-- PROBLEM --
Beginning with the first line of the entries below, quote each line until you reach and include the line with "fall-back to matching".
***** EXERCISE MATERIALS *****
//! # Answer Pattern Compiler
//!
//! Expands one raw author-entered answer pattern into the finite set of
//! literal surface forms it accepts. The grammar is small and strict:
//!
//! - `(TEXT)` marks an optional segment: the variant with the segment and the
//!   variant without it (plus one adjacent separating space) are both
//!   accepted. Multiple optional segments combine combinatorially.
//! - `LEFT [OR] RIGHT` splits the pattern into two independent alternatives;
//!   the result is the union of compiling each side. The `[OR]` token is
//!   case-insensitive; at most one split is allowed.
//!
//! Malformed grammar is a hard error, never a silent fall-back to matching
//! the malformed string literally. Expansion happens on the raw text, before
//! normalization; the accepted-form builder normalizes afterwards.

use std::collections::BTreeSet;

use once_cell::sync::Lazy;
use regex::Regex;

use crate::error::PatternError;

/// Ceiling on the number of surface forms one pattern may expand to.
///
/// Equivalent to six optional segments in a single pattern. Author-entered
/// answer keys are human scale; anything past this is a data-entry mistake,
/// and rejecting it keeps compilation cost bounded.
pub const MAX_VARIANTS: usize = 64;

static OR_TOKEN: Lazy<Regex> =
    Lazy::new(|| Regex::new(r"(?i)\[or\]").expect("[OR] token regex is valid"));

/// Compile one raw pattern into every literal form it accepts.
///
/// A pattern with neither construct compiles to the singleton set containing
/// the pattern itself. The returned set is ordered, so repeated compilation
/// of the same pattern always yields the same forms in the same order.
pub fn compile(raw: &str) -> Result<BTreeSet<String>, PatternError> {
    let or_splits: Vec<_> = OR_TOKEN.find_iter(raw).collect();
    match or_splits.as_slice() {
        [] => expand_optionals(raw),
        [split] => {
            let left = raw[..split.start()].trim();
            let right = raw[split.end()..].trim();
            if left.is_empty() || right.is_empty() {
                return Err(PatternError::EmptyAlternative);
            }
            let mut forms = expand_optionals(left)?;
            forms.extend(expand_optionals(right)?);
            Ok(forms)
        }
        _ => Err(PatternError::MultipleOrSplits),
    }
}

/// One piece of a pattern after parenthesis scanning.
enum Segment {
    Literal(String),
    Optional(String),
}

/// Split `raw` into literal and optional segments, rejecting unbalanced or
/// nested parentheses.
fn scan_segments(raw: &str) -> Result<Vec<Segment>, PatternError> {
    let mut segments = Vec::new();
    let mut literal = String::new();
    let mut optional: Option<String> = None;

    for ch in raw.chars() {
        match (ch, optional.as_mut()) {
            ('(', None) => {
                if !literal.is_empty() {
                    segments.push(Segment::Literal(std::mem::take(&mut literal)));
                }
                optional = Some(String::new());
            }
            ('(', Some(_)) => return Err(PatternError::NestedParenthesis),
            (')', Some(_)) => {
                let text = optional.take().unwrap_or_default();
                segments.push(Segment::Optional(text));
            }
            (')', None) => return Err(PatternError::UnbalancedParenthesis),
            (ch, Some(text)) => text.push(ch),
            (ch, None) => literal.push(ch),
        }
    }

    if optional.is_some() {
        return Err(PatternError::UnbalancedParenthesis);
    }
    if !literal.is_empty() {
        segments.push(Segment::Literal(literal));
    }
    Ok(segments)
}

/// Expand every include/elide combination of the optional segments in `raw`.
fn expand_optionals(raw: &str) -> Result<BTreeSet<String>, PatternError> {
    let segments = scan_segments(raw)?;
    let optional_count = segments
        .iter()
        .filter(|s| matches!(s, Segment::Optional(_)))
        .count();

    // 2^k variants for k optional segments; reject past the ceiling before
    // allocating anything.
    if optional_count >= usize::BITS as usize || (1usize << optional_count) > MAX_VARIANTS {
        return Err(PatternError::ExpansionLimit(MAX_VARIANTS));
    }

    let mut forms = BTreeSet::new();
    for mask in 0..(1usize << optional_count) {
        forms.insert(render_variant(&segments, mask));
    }
    Ok(forms)
}

/// Render one variant: bit `j` of `mask` decides whether the j-th optional
/// segment is included. Eliding a segment also removes exactly one adjacent
/// separating space, preferring the space that follows it.
fn render_variant(segments: &[Segment], mask: usize) -> String {
    let mut out = String::new();
    let mut optional_index = 0;
    let mut pending_space_removal = false;

    for segment in segments {
        match segment {
            Segment::Literal(text) => {
                let mut piece = text.as_str();
                if pending_space_removal {
                    if let Some(rest) = piece.strip_prefix(' ') {
                        piece = rest;
                    } else if out.ends_with(' ') {
                        out.pop();
                    }
                    pending_space_removal = false;
                }
                out.push_str(piece);
            }
            Segment::Optional(text) => {
                let included = mask & (1 << optional_index) != 0;
                optional_index += 1;
                if pending_space_removal {
                    // No literal followed the previous elision; take the
                    // preceding space instead.
                    if out.ends_with(' ') {
                        out.pop();
                    }
                    pending_space_removal = false;
                }
                if included {
                    out.push_str(text);
                } else {
                    pending_space_removal = true;
                }
            }
        }
    }

    if pending_space_removal && out.ends_with(' ') {
        out.pop();
    }
    out
}

#[cfg(test)]
mod tests {
    use super::*;

    fn forms(raw: &str) -> Vec<String> {
        compile(raw).unwrap().into_iter().collect()
    }

    #[test]
    fn test_plain_pattern_is_singleton() {
        assert_eq!(forms("midnight"), vec!["midnight"]);
        // No grammar means no rewriting at all, whitespace included.
        assert_eq!(forms("  12 a.m."), vec!["  12 a.m."]);
    }

    #[test]
    fn test_leading_optional_segment() {
        assert_eq!(forms("(FREDERICK) FLEET"), vec!["FLEET", "FREDERICK FLEET"]);
    }

    #[test]
    fn test_trailing_optional_segment() {
        assert_eq!(forms("FLEET (FREDERICK)"), vec!["FLEET", "FLEET FREDERICK"]);
    }

    #[test]
    fn test_interior_optional_removes_one_space() {
        assert_eq!(forms("A (B) C"), vec!["A B C", "A C"]);
    }

    #[test]
    fn test_multiple_optionals_combine_combinatorially() {
        assert_eq!(
            forms("(the) crow's (nest)"),
            vec![
                "crow's",
                "crow's nest",
                "the crow's",
                "the crow's nest",
            ]
        );
    }

    #[test]
    fn test_or_union() {
        assert_eq!(forms("12 a.m. [OR] midnight"), vec!["12 a.m.", "midnight"]);
    }

    #[test]
    fn test_or_token_is_case_insensitive() {
        assert_eq!(forms("left [or] right"), vec!["left", "right"]);
        assert_eq!(forms("left [Or] right"), vec!["left", "right"]);
    }

    #[test]
    fn test_or_sides_may_contain_optionals() {
        assert_eq!(
            forms("(a) boat [OR] ship"),
            vec!["a boat", "boat", "ship"]
        );
    }

    #[test]
    fn test_or_union_equals_union_of_sides() {
        let combined = compile("X [OR] Y").unwrap();
        let mut separate = compile("X").unwrap();
        separate.extend(compile("Y").unwrap());
        assert_eq!(combined, separate);
    }

    #[test]
    fn test_double_or_is_rejected() {
        assert_eq!(
            compile("A [OR] B [OR] C"),
            Err(PatternError::MultipleOrSplits)
        );
    }

    #[test]
    fn test_empty_or_side_is_rejected() {
        assert_eq!(compile("A [OR]"), Err(PatternError::EmptyAlternative));
        assert_eq!(compile("[OR] B"), Err(PatternError::EmptyAlternative));
        assert_eq!(compile(" [OR] "), Err(PatternError::EmptyAlternative));
    }

    #[test]
    fn test_unbalanced_parentheses_are_rejected() {
        assert_eq!(
            compile("(FREDERICK FLEET"),
            Err(PatternError::UnbalancedParenthesis)
        );
        assert_eq!(
            compile("FREDERICK) FLEET"),
            Err(PatternError::UnbalancedParenthesis)
        );
    }

    #[test]
    fn test_nested_parentheses_are_rejected() {
        assert_eq!(
            compile("((FREDERICK)) FLEET"),
            Err(PatternError::NestedParenthesis)
        );
    }

    #[test]
    fn test_expansion_ceiling() {
        // Six optional segments: 64 variants, exactly at the ceiling.
        assert_eq!(forms("(a) (b) (c) (d) (e) (f)").len(), 64);
        // Seven: past the ceiling.
        assert_eq!(
            compile("(a) (b) (c) (d) (e) (f) (g)"),
            Err(PatternError::ExpansionLimit(MAX_VARIANTS))
        );
    }

    #[test]
    fn test_compile_is_deterministic() {
        assert_eq!(compile("(a) b [OR] c"), compile("(a) b [OR] c"));
    }
}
*****
-- REPLY TO THE EXERCISE --
//! # Answer Pattern Compiler
//!
//! Expands one raw author-entered answer pattern into the finite set of
//! literal surface forms it accepts. The grammar is small and strict:
//!
//! - `(TEXT)` marks an optional segment: the variant with the segment and the
//!   variant without it (plus one adjacent separating space) are both
//!   accepted. Multiple optional segments combine combinatorially.
//! - `LEFT [OR] RIGHT` splits the pattern into two independent alternatives;
//!   the result is the union of compiling each side. The `[OR]` token is
//!   case-insensitive; at most one split is allowed.
//!
//! Malformed grammar is a hard error, never a silent fall-back to matching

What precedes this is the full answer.